* EXERCISE DATA:

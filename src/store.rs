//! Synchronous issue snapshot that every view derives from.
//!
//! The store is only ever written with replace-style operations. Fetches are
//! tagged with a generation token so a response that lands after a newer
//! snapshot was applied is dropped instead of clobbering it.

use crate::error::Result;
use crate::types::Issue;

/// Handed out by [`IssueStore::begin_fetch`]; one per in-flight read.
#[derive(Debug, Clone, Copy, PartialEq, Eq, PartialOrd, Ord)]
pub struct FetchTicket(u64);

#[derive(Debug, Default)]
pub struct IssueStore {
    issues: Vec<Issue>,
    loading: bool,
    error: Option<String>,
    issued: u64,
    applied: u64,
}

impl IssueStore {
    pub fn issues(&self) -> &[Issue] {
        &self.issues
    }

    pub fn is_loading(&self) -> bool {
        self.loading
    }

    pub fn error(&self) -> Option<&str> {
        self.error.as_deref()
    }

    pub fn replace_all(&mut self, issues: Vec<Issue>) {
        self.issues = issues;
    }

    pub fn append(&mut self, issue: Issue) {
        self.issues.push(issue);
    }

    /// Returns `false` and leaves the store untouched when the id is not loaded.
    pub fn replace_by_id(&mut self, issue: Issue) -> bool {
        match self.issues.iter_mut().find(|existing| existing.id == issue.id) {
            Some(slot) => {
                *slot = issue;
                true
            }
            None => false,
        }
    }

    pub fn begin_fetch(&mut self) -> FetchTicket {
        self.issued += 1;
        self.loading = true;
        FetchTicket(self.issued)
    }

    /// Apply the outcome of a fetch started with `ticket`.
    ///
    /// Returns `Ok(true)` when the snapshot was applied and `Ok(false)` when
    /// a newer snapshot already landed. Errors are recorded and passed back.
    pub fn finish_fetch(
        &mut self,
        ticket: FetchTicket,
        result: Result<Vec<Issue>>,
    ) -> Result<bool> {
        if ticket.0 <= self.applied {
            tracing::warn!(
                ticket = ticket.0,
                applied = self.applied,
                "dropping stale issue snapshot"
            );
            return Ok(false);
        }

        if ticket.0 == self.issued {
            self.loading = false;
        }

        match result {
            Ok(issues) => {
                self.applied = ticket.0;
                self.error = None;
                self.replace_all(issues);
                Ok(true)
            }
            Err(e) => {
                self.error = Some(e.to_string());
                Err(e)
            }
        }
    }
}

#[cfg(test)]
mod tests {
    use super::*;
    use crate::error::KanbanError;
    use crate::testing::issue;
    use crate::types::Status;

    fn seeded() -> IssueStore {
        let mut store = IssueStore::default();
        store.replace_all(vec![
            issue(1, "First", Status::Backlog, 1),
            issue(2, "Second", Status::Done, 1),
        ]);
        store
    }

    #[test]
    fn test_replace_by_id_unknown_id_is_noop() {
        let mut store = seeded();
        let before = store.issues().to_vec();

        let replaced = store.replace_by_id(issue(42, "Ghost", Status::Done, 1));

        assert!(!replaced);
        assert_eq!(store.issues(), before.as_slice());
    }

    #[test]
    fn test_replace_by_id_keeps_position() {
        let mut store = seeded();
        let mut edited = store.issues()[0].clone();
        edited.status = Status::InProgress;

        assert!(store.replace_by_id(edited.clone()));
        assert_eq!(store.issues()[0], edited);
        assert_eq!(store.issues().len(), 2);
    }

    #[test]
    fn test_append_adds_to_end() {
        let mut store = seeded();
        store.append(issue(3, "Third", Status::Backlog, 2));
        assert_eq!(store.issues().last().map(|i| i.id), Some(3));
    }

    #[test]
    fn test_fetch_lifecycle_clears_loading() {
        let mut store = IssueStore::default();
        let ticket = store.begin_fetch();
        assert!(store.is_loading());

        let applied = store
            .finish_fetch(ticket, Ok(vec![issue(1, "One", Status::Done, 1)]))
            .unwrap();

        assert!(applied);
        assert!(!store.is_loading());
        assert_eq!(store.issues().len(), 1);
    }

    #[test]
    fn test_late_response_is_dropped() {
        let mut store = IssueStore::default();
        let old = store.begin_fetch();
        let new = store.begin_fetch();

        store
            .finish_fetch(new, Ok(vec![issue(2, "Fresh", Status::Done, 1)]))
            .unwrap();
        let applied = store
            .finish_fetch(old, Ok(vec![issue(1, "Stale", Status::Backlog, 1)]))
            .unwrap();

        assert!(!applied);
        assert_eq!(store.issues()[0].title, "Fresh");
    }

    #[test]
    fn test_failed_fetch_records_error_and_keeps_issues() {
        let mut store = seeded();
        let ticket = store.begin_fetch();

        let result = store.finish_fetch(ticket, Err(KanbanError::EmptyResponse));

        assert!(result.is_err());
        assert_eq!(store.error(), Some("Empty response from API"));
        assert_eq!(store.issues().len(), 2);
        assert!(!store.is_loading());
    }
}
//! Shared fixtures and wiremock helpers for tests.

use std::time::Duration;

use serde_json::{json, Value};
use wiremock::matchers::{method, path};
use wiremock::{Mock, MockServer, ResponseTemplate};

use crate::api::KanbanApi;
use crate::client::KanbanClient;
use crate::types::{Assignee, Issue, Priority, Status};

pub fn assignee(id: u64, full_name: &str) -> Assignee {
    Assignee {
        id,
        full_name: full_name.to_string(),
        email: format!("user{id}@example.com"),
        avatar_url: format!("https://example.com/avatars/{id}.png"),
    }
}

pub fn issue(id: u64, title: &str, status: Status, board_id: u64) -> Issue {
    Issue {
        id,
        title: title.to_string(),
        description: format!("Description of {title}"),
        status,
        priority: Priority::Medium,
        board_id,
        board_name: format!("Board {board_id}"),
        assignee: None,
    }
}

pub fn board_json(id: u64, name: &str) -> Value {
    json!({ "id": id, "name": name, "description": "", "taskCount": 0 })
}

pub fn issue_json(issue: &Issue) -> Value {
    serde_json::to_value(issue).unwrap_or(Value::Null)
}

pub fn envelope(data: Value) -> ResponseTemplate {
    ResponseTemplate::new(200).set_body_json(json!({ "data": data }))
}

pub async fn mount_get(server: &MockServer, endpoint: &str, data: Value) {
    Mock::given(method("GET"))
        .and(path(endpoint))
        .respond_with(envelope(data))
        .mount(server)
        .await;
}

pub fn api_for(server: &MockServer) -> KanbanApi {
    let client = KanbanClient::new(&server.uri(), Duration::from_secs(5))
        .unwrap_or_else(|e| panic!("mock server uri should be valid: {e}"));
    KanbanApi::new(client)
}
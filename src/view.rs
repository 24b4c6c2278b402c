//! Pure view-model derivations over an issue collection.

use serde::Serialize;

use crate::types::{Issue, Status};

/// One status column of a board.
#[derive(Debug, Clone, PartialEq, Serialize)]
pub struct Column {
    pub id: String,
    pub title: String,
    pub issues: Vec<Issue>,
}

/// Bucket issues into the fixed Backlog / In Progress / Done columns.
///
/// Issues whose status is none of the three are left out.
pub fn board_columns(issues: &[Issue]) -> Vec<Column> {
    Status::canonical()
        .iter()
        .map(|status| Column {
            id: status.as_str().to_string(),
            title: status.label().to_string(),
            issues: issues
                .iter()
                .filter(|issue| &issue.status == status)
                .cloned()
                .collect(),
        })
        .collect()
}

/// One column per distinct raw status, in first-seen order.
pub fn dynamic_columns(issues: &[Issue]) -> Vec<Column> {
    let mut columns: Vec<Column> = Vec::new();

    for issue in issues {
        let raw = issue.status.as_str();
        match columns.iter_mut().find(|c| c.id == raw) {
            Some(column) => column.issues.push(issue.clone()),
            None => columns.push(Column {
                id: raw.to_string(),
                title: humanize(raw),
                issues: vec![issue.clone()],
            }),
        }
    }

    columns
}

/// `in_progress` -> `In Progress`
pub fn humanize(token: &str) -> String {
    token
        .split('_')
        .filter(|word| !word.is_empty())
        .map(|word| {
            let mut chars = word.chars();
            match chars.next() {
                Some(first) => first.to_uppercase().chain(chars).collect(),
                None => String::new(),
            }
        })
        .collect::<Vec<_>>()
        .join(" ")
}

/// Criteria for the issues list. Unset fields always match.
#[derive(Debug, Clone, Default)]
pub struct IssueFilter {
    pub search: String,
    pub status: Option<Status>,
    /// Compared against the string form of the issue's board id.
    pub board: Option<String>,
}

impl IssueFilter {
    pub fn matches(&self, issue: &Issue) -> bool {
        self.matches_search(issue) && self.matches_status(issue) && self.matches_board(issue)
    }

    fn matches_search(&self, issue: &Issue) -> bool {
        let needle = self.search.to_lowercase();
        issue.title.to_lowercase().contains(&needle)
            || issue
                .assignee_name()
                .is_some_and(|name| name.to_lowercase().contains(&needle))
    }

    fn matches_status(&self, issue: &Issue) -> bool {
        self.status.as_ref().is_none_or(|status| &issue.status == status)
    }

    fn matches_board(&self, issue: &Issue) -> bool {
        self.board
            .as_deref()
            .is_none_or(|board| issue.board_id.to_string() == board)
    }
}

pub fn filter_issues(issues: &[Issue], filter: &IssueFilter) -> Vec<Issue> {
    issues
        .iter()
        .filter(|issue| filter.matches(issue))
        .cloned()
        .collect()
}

* INSTRUCTIONS TO FOLLOW: A single figure is required: the number of lines above in which the string "needle" appears.

* WRITTEN RESPONSE: 3